[Stored items]
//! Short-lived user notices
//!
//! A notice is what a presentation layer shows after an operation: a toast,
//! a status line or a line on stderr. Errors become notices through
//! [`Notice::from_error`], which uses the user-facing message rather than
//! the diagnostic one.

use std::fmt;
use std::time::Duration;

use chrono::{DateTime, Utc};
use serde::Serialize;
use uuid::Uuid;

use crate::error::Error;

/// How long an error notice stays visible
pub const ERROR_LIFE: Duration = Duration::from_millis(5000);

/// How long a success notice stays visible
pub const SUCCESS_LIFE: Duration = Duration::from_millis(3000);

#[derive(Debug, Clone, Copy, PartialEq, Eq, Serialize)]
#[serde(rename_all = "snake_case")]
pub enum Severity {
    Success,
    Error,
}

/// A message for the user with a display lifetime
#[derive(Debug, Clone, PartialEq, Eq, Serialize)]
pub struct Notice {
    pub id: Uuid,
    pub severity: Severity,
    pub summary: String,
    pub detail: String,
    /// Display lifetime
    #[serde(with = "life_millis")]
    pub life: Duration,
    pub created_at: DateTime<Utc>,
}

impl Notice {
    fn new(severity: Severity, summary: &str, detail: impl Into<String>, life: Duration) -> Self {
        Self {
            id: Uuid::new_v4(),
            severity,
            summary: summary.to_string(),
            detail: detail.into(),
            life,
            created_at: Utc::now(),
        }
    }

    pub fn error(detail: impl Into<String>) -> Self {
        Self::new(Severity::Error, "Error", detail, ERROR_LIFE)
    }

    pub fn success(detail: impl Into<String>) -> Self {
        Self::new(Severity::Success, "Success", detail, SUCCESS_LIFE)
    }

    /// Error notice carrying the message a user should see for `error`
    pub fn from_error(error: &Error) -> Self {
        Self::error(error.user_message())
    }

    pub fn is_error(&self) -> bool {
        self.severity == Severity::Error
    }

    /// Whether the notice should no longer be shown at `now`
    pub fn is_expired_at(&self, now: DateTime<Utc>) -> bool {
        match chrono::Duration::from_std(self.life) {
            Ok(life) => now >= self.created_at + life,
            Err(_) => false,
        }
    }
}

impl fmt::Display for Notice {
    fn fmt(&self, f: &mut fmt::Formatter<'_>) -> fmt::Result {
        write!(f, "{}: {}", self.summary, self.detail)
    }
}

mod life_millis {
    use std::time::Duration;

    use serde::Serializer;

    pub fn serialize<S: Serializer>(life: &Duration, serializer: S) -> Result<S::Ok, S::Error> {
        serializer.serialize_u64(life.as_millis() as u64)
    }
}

• Problem
Pick out each line above that includes "visible" and show it.

• Problem solution
/// How long an error notice stays visible
/// How long a success notice stays visible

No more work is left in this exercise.